Amos Arieli, Alexander Sterkin, Amiram Grinvald, Ad Aertsen *

Evoked activity in the mammalian cortex and the resulting behavioral responses exhibit a large variability to repeated presentations of the same stimulus. This study examined whether the variability can be attributed to ongoing activity. Ongoing and evoked spatiotemporal activity patterns in the cat visual cortex were measured with real-time optical imaging; local field potentials and discharges of single neurons were recorded simultaneously, by electrophysiological techniques. The evoked activity appeared deterministic, and the variability resulted from the dynamics of ongoing activity, presumably reflecting the instantaneous state of cortical networks. In spite of the large variability, evoked responses in single trials could be predicted by linear summation of the deterministic response and the preceding ongoing activity. Ongoing activity must play an important role in cortical function and cannot be ignored in exploration of cognitive processes.

Department of Neurobiology, Weizmann Institute of Science, Post Office Box 26, Rehovot 76100, Israel.
*   Present address: Department of Neurobiology and Biophysics, Institute of Biology III, University of Freiburg, Freiburg, Germany.

When a stimulus is presented repeatedly, the variability of the evoked cortical responses is often as large as the response itself, both in anesthetized (1) and in awake, behaving animals (2). The standard approach has been to adopt a "signal-plus-noise" model, assuming that an individual evoked response is composed of a reproducible signal added to uncorrelated noise. The signal is then recovered experimentally from the noise by averaging over repeated trials (3). This approach tacitly assumes that variability reflects "noise," which is a nuisance for cortical processing and could be overcome by the brain by appropriate averaging over populations of neurons (4). Numerous articles deal with the question of what the source of variability in the brain is (5, 6). This issue of the reliability of cortical responses must be resolved in order to determine whether the neural code for information transfer in the brain requires the averaged activity of many neurons (7).

Ongoing cortical activity is far from being just noise (8). In fact, the spontaneous activity of a single neuron is not an independent process but is time-locked to the firing or to the synaptic inputs from numerous other neurons, all activated in a coherent fashion, even without sensory input. Often the coherent ongoing activity is as large as evoked activity. Therefore, ongoing activity must have a major influence on sensory processing. We present evidence for the hypothesis that cortical evoked activity comprises a reproducible stimulus response and a dynamically changing ongoing activity, presumably reflecting varying brain states (9).

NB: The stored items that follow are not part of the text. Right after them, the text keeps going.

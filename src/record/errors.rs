use thiserror::Error;

use crate::core::SenderId;

#[derive(Debug, Error)]
pub enum RecordError {
    #[error("cannot record unknown sender: {sender_id}; known senders are: {known:?}")]
    UnknownSender {
        sender_id: SenderId,
        known: Vec<SenderId>,
    },
    #[error("no messages in this log")]
    NoMessage,
    #[error("message {message} has no field named {field}")]
    FieldNotFound { message: String, field: String },
    #[error("recorder is stopped")]
    Stopped,
    #[error(transparent)]
    Transport(#[from] anyhow::Error),
}

pub type RecordResult<T> = std::result::Result<T, RecordError>;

We tested the above hypothesis by analyzing the spatiotemporal dynamics in single-trial responses to visual stimulation (moving gratings). Experiments were carried out on six anesthetized, muscle-relaxed adult cats as described elsewhere (8, 10). Activity was measured in the visual cortex (areas 17 and 18), combining real-time optical imaging and electrophysiological recordings. A 2-mm-square area of primary visual cortex, stained with the voltage-sensitive dye RH795, was imaged onto a 12 × 12 array of photodiodes. Simultaneously, spike discharges of two isolated neurons and the local field potential (LFP) were recorded from a microelectrode inserted into the exposed area. Optical and electrical signals were continuously sampled every 3.5 ms for periods of 70 s.

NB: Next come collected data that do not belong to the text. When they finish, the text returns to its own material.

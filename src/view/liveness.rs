use serde::{Deserialize, Serialize};

pub const DEFAULT_EXTINCTION_SECS: f64 = 5.0;

#[derive(Debug, Clone, Copy, PartialEq, Eq, Serialize, Deserialize)]
pub struct Rgb {
    pub r: u8,
    pub g: u8,
    pub b: u8,
}

impl Rgb {
    pub const BLACK: Rgb = Rgb { r: 0, g: 0, b: 0 };
    pub const WHITE: Rgb = Rgb { r: 255, g: 255, b: 255 };

    pub const fn new(r: u8, g: u8, b: u8) -> Self {
        Self { r, g, b }
    }

    /// WCAG relative luminance
    pub fn relative_luminance(&self) -> f64 {
        let linear = |c: u8| {
            let v = c as f64 / 255.0;
            if v <= 0.03928 {
                v / 12.92
            } else {
                ((v + 0.055) / 1.055).powf(2.4)
            }
        };
        0.2126 * linear(self.r) + 0.7152 * linear(self.g) + 0.0722 * linear(self.b)
    }
}

/// Colours of a reception cell: green fading to black as the last message
/// ages, with a readable text colour on top
#[derive(Debug, Clone, Copy, PartialEq, Eq, Serialize, Deserialize)]
pub struct Liveness {
    pub background: Rgb,
    pub foreground: Rgb,
}

impl Liveness {
    pub fn from_age(age_secs: f64, extinction_secs: f64) -> Self {
        let fade = if extinction_secs > 0.0 {
            1.0 - age_secs / extinction_secs
        } else {
            0.0
        };
        let green = (255.0 * fade).clamp(0.0, 255.0) as u8;
        let background = Rgb::new(0, green, 0);

        // Contrast threshold, slightly above the WCAG midpoint
        let threshold = (1.05f64 * 0.05).sqrt() + 0.01;
        let foreground = if background.relative_luminance() > threshold {
            Rgb::BLACK
        } else {
            Rgb::WHITE
        };

        Self {
            background,
            foreground,
        }
    }
}

/// Reception column text: age and mean frequency
pub fn reception_text(age_secs: f64, frequency_hz: f64) -> String {
    format!(" {:.0}s ({:.1} Hz) ", age_secs, frequency_hz)
}

/// Sort key for the reception column: tenths of Hz, coarsened to hundreds
/// above 10 Hz so fast messages do not reshuffle on every refresh
pub fn frequency_sort_key(frequency_hz: f64) -> i64 {
    let tenths = (frequency_hz * 10.0) as i64;
    if tenths >= 100 {
        ((tenths as f64 / 100.0).round() as i64) * 100
    } else {
        tenths
    }
}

Real-time optical imaging with the use of voltage-sensitive dyes measures, at millisecond time resolution, the membrane potential changes of populations of neuron processes (11). It emphasizes synaptic input, and hence, the signal is similar to the LFP (8, 12). We analyzed the dynamics of the nonaveraged activities in single trials and their organization in space and time (13, 14). This analysis enabled us to assess the extent to which individual cortical response patterns are influenced by the instantaneous network state. Optically recorded images together with traces of the simultaneously recorded LFP and spike trains are shown in Fig. 1A for two responses to a repeated visual stimulus. The large variability revealed in the optically imaged responses resembles the well-known variability in the LFP and single-neuron recordings. The fact that the response variability of synaptic population activity, measured optically and in LFP, is at least as large as the response itself argues against the assumption that averaging over local neuron populations would eliminate response variability (4). Averaging over trials (Fig. 1B) does remove this variability and extracts the reproducible response. We define time 0 as the moment just before the onset of the average response. The optically measured activity pattern at time 0 in an individual trial is here referred to as the initial state of that trial.

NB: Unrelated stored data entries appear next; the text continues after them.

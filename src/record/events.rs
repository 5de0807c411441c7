use crossbeam_channel::{unbounded, Receiver, Sender};
use serde::{Deserialize, Serialize};

use crate::core::{ClassId, MessageId, SenderId};

/// Notifications emitted by the recorder
#[derive(Debug, Clone, Copy, PartialEq, Eq, Serialize, Deserialize)]
pub enum RecorderEvent {
    SenderDiscovered {
        sender_id: SenderId,
    },
    MessageUpdated {
        sender_id: SenderId,
        class_id: ClassId,
        message_id: MessageId,
        /// True only the first time this identity is seen
        is_new: bool,
    },
}

/// Fan-out of recorder events to any number of channel listeners
#[derive(Debug, Default)]
pub struct EventHub {
    listeners: Vec<Sender<RecorderEvent>>,
}

impl EventHub {
    pub fn new() -> Self {
        Self::default()
    }

    pub fn subscribe(&mut self) -> Receiver<RecorderEvent> {
        let (tx, rx) = unbounded();
        self.listeners.push(tx);
        rx
    }

    /// Deliver to every listener, dropping those whose receiver is gone
    pub fn emit(&mut self, event: RecorderEvent) {
        let before = self.listeners.len();
        self.listeners.retain(|tx| tx.send(event).is_ok());
        let dropped = before - self.listeners.len();
        if dropped > 0 {
            log::debug!("Dropped {} disconnected event listener(s)", dropped);
        }
    }

    pub fn listener_count(&self) -> usize {
        self.listeners.len()
    }

    pub fn clear(&mut self) {
        self.listeners.clear();
    }
}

Fig. 1. Evoked activity in response to repetitive stimulation exhibits large variability. (A) Two individual responses (a and b) to a repeated visual stimulus [bottom trace in (B)]: The images (1a,b) show the activity in a 2 mm by 2 mm area of cortex, taken at different times from response onset. Activation above the mean level is coded in red, suppression in blue, as indicated by the color scale (right); full scale corresponds to a fractional change of sim 5 × 10-5). The small square in the first image marks the site, above the microelectrode, from which the optical traces (2a,b) were taken. Note the large variability in the evoked response, also reflected in the LFP (3a,b) and single-neuron spike trains (4a,b), both recorded simultaneously with the optical signals. The absence of slow components in the LFP is due to high-pass filtering above 3 Hz. (B) Average evoked response: The optical images and signals, LFP, and single-unit activity were averaged, triggered on the onset of 34 visual stimuli (drifting full-field grating) in the preferred orientation of the recorded unit. [View Larger Version of this Image (27K GIF file)]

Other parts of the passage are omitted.